Your assignment: For the string "variables", find every matching line in the records and copy it.

Source data:
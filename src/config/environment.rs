// ABOUTME: Environment configuration management for deployment-specific settings
// ABOUTME: Handles environment variables, deployment modes, and runtime configuration parsing
//
// SPDX-License-Identifier: MIT OR Apache-2.0
// Copyright (c) 2025 Pierre Fitness Intelligence

//! Environment-based configuration management for production deployment

use super::nutrition::{MacroSplitPreset, NutritionConfig};
use crate::constants::{defaults, env_keys};
use anyhow::{Context, Result};
use serde::{Deserialize, Serialize};
use std::env;
use std::path::PathBuf;
use std::str::FromStr;
use tracing::{info, warn};

/// Strongly typed log level configuration
#[derive(Debug, Clone, Serialize, Deserialize, PartialEq, Eq, Default)]
#[serde(rename_all = "lowercase")]
pub enum LogLevel {
    /// Errors only
    Error,
    /// Warnings and errors
    Warn,
    /// Informational (default)
    #[default]
    Info,
    /// Debug output
    Debug,
    /// Everything
    Trace,
}

impl LogLevel {
    /// Parse from string with fallback
    #[must_use]
    pub fn from_str_or_default(s: &str) -> Self {
        match s.to_lowercase().as_str() {
            "error" => Self::Error,
            "warn" => Self::Warn,
            "debug" => Self::Debug,
            "trace" => Self::Trace,
            _ => Self::Info,
        }
    }
}

impl std::fmt::Display for LogLevel {
    fn fmt(&self, f: &mut std::fmt::Formatter<'_>) -> std::fmt::Result {
        match self {
            Self::Error => write!(f, "error"),
            Self::Warn => write!(f, "warn"),
            Self::Info => write!(f, "info"),
            Self::Debug => write!(f, "debug"),
            Self::Trace => write!(f, "trace"),
        }
    }
}

/// Deployment environment
#[derive(Debug, Clone, Serialize, Deserialize, PartialEq, Eq, Default)]
#[serde(rename_all = "lowercase")]
pub enum Environment {
    /// Local development
    #[default]
    Development,
    /// Production deployment
    Production,
    /// Automated tests
    Testing,
}

impl Environment {
    /// Parse from string with fallback
    #[must_use]
    pub fn from_str_or_default(s: &str) -> Self {
        match s.to_lowercase().as_str() {
            "production" | "prod" => Self::Production,
            "testing" | "test" => Self::Testing,
            _ => Self::Development,
        }
    }

    /// Check if this is a production environment
    #[must_use]
    pub const fn is_production(&self) -> bool {
        matches!(self, Self::Production)
    }
}

impl std::fmt::Display for Environment {
    fn fmt(&self, f: &mut std::fmt::Formatter<'_>) -> std::fmt::Result {
        match self {
            Self::Development => write!(f, "development"),
            Self::Production => write!(f, "production"),
            Self::Testing => write!(f, "testing"),
        }
    }
}

/// Type-safe database location
#[derive(Debug, Clone, Serialize, Deserialize, PartialEq, Eq)]
pub enum DatabaseUrl {
    /// SQLite database with file path
    SQLite {
        /// Database file path
        path: PathBuf,
    },
    /// In-memory SQLite (for testing)
    Memory,
}

impl DatabaseUrl {
    /// Parse from string; bare paths are treated as SQLite files
    #[must_use]
    pub fn parse_url(s: &str) -> Self {
        let path_str = s.strip_prefix("sqlite://").or_else(|| s.strip_prefix("sqlite:"));
        match path_str.unwrap_or(s) {
            ":memory:" => Self::Memory,
            path => Self::SQLite {
                path: PathBuf::from(path),
            },
        }
    }

    /// Convert to connection string
    #[must_use]
    pub fn to_connection_string(&self) -> String {
        match self {
            Self::SQLite { path } => format!("sqlite:{}", path.display()),
            Self::Memory => "sqlite::memory:".to_owned(),
        }
    }

    /// Check if this is an in-memory database
    #[must_use]
    pub const fn is_memory(&self) -> bool {
        matches!(self, Self::Memory)
    }
}

impl Default for DatabaseUrl {
    fn default() -> Self {
        Self::SQLite {
            path: PathBuf::from(defaults::DATABASE_PATH),
        }
    }
}

impl std::fmt::Display for DatabaseUrl {
    fn fmt(&self, f: &mut std::fmt::Formatter<'_>) -> std::fmt::Result {
        write!(f, "{}", self.to_connection_string())
    }
}

/// Database configuration
#[derive(Debug, Clone, Serialize, Deserialize)]
pub struct DatabaseConfig {
    /// Database location
    pub url: DatabaseUrl,
}

/// CORS configuration
#[derive(Debug, Clone, Serialize, Deserialize)]
pub struct CorsConfig {
    /// Comma-separated origin list, or "*"
    pub allowed_origins: String,
}

/// Hydration tracking configuration
#[derive(Debug, Clone, Serialize, Deserialize)]
pub struct HydrationConfig {
    /// Glasses of water per day considered complete
    pub daily_goal_glasses: u32,
}

/// Complete server configuration
#[derive(Debug, Clone, Serialize, Deserialize)]
pub struct ServerConfig {
    /// Bind address
    pub host: String,
    /// HTTP API port
    pub http_port: u16,
    /// Log level
    pub log_level: LogLevel,
    /// Deployment environment
    pub environment: Environment,
    /// Database configuration
    pub database: DatabaseConfig,
    /// CORS configuration
    pub cors: CorsConfig,
    /// Selected macro split preset
    pub macro_split: MacroSplitPreset,
    /// Target calculator configuration
    pub nutrition: NutritionConfig,
    /// Hydration tracking configuration
    pub hydration: HydrationConfig,
}

impl ServerConfig {
    /// Load configuration from environment variables
    ///
    /// # Errors
    ///
    /// Returns an error if a variable is set but cannot be parsed, or the
    /// resulting nutrition configuration is invalid.
    pub fn from_env() -> Result<Self> {
        info!("Loading configuration from environment variables");

        if let Err(e) = dotenvy::dotenv() {
            warn!("No .env file found or failed to load: {}", e);
        }

        Self::from_lookup(|key| env::var(key).ok())
    }

    /// Build configuration from an arbitrary variable source
    ///
    /// # Errors
    ///
    /// Returns an error if a variable cannot be parsed or the nutrition
    /// configuration fails validation.
    pub fn from_lookup<F>(lookup: F) -> Result<Self>
    where
        F: Fn(&str) -> Option<String>,
    {
        let http_port = match lookup(env_keys::HTTP_PORT).or_else(|| lookup(env_keys::PORT)) {
            Some(port) => port
                .trim()
                .parse()
                .with_context(|| format!("Invalid HTTP port value: {port}"))?,
            None => defaults::HTTP_PORT,
        };

        let macro_split = match lookup(env_keys::MACRO_SPLIT) {
            Some(value) => value
                .parse::<MacroSplitPreset>()
                .context("Invalid MACRO_SPLIT value")?,
            None => MacroSplitPreset::default(),
        };
        let nutrition = NutritionConfig::with_preset(macro_split);
        nutrition
            .validate()
            .context("Invalid nutrition configuration")?;

        let config = Self {
            host: lookup(env_keys::HOST).unwrap_or_else(|| defaults::HOST.to_owned()),
            http_port,
            log_level: LogLevel::from_str_or_default(
                &lookup(env_keys::RUST_LOG).unwrap_or_default(),
            ),
            environment: Environment::from_str_or_default(
                &lookup(env_keys::ENVIRONMENT).unwrap_or_default(),
            ),
            database: DatabaseConfig {
                url: lookup(env_keys::DATABASE_URL)
                    .map_or_else(DatabaseUrl::default, |url| DatabaseUrl::parse_url(&url)),
            },
            cors: CorsConfig {
                allowed_origins: lookup(env_keys::CORS_ALLOWED_ORIGINS)
                    .unwrap_or_else(|| defaults::CORS_ALLOWED_ORIGINS.to_owned()),
            },
            macro_split,
            nutrition,
            hydration: HydrationConfig {
                daily_goal_glasses: parse_or(
                    lookup(env_keys::HYDRATION_DAILY_GOAL),
                    defaults::HYDRATION_DAILY_GOAL_GLASSES,
                    env_keys::HYDRATION_DAILY_GOAL,
                )?,
            },
        };

        Ok(config)
    }

    /// Configuration for tests: in-memory database, default nutrition settings
    #[must_use]
    pub fn for_testing() -> Self {
        Self {
            host: defaults::HOST.to_owned(),
            http_port: 0,
            log_level: LogLevel::Warn,
            environment: Environment::Testing,
            database: DatabaseConfig {
                url: DatabaseUrl::Memory,
            },
            cors: CorsConfig {
                allowed_origins: "*".to_owned(),
            },
            macro_split: MacroSplitPreset::default(),
            nutrition: NutritionConfig::default(),
            hydration: HydrationConfig {
                daily_goal_glasses: defaults::HYDRATION_DAILY_GOAL_GLASSES,
            },
        }
    }

    /// Human-readable configuration summary for startup logs
    #[must_use]
    pub fn summary(&self) -> String {
        format!(
            "Diet-To-Discipline Server Configuration:\n\
             - Bind: {}:{}\n\
             - Environment: {}\n\
             - Log Level: {}\n\
             - Database: {}\n\
             - CORS Origins: {}\n\
             - Macro Split: {}\n\
             - Hydration Goal: {} glasses",
            self.host,
            self.http_port,
            self.environment,
            self.log_level,
            self.database.url,
            self.cors.allowed_origins,
            self.macro_split,
            self.hydration.daily_goal_glasses,
        )
    }
}

fn parse_or<T>(value: Option<String>, default: T, key: &str) -> Result<T>
where
    T: FromStr,
    T::Err: std::error::Error + Send + Sync + 'static,
{
    value.map_or(Ok(default), |v| {
        v.trim()
            .parse()
            .with_context(|| format!("Invalid {key} value: {v}"))
    })
}

#[cfg(test)]
mod tests {
    use super::*;
    use std::collections::HashMap;

    fn lookup_from(vars: &[(&str, &str)]) -> impl Fn(&str) -> Option<String> {
        let map: HashMap<String, String> = vars
            .iter()
            .map(|(k, v)| ((*k).to_owned(), (*v).to_owned()))
            .collect();
        move |key| map.get(key).cloned()
    }

    #[test]
    fn test_defaults_when_nothing_set() {
        let config = ServerConfig::from_lookup(lookup_from(&[])).unwrap();

        assert_eq!(config.http_port, defaults::HTTP_PORT);
        assert_eq!(config.macro_split, MacroSplitPreset::Standard);
        assert_eq!(config.cors.allowed_origins, "http://localhost:5173");
        assert_eq!(config.hydration.daily_goal_glasses, 8);
        assert_eq!(config.environment, Environment::Development);
        assert!(!config.database.url.is_memory());
    }

    #[test]
    fn test_overrides_are_applied() {
        let config = ServerConfig::from_lookup(lookup_from(&[
            ("PORT", "8081"),
            ("MACRO_SPLIT", "lower_carb"),
            ("DATABASE_URL", "sqlite::memory:"),
            ("ENVIRONMENT", "production"),
            ("HYDRATION_DAILY_GOAL", "10"),
        ]))
        .unwrap();

        assert_eq!(config.http_port, 8081);
        assert_eq!(config.macro_split, MacroSplitPreset::LowerCarb);
        assert_eq!(
            config.nutrition.macro_split,
            MacroSplitPreset::LowerCarb.split()
        );
        assert!(config.database.url.is_memory());
        assert!(config.environment.is_production());
        assert_eq!(config.hydration.daily_goal_glasses, 10);
    }

    #[test]
    fn test_http_port_takes_precedence_over_port() {
        let config =
            ServerConfig::from_lookup(lookup_from(&[("HTTP_PORT", "9000"), ("PORT", "8081")]))
                .unwrap();
        assert_eq!(config.http_port, 9000);
    }

    #[test]
    fn test_invalid_values_are_errors() {
        assert!(ServerConfig::from_lookup(lookup_from(&[("PORT", "not-a-port")])).is_err());
        assert!(ServerConfig::from_lookup(lookup_from(&[("MACRO_SPLIT", "keto")])).is_err());
        assert!(
            ServerConfig::from_lookup(lookup_from(&[("HYDRATION_DAILY_GOAL", "-1")])).is_err()
        );
    }

    #[test]
    fn test_database_url_parsing() {
        assert_eq!(DatabaseUrl::parse_url("sqlite::memory:"), DatabaseUrl::Memory);
        assert_eq!(
            DatabaseUrl::parse_url("sqlite:./data/diet.db").to_connection_string(),
            "sqlite:./data/diet.db"
        );
        assert_eq!(
            DatabaseUrl::parse_url("/var/lib/diet.db"),
            DatabaseUrl::SQLite {
                path: PathBuf::from("/var/lib/diet.db")
            }
        );
    }
}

Exercise result:
// ABOUTME: Handles environment variables, deployment modes, and runtime configuration parsing
    /// Load configuration from environment variables
        info!("Loading configuration from environment variables");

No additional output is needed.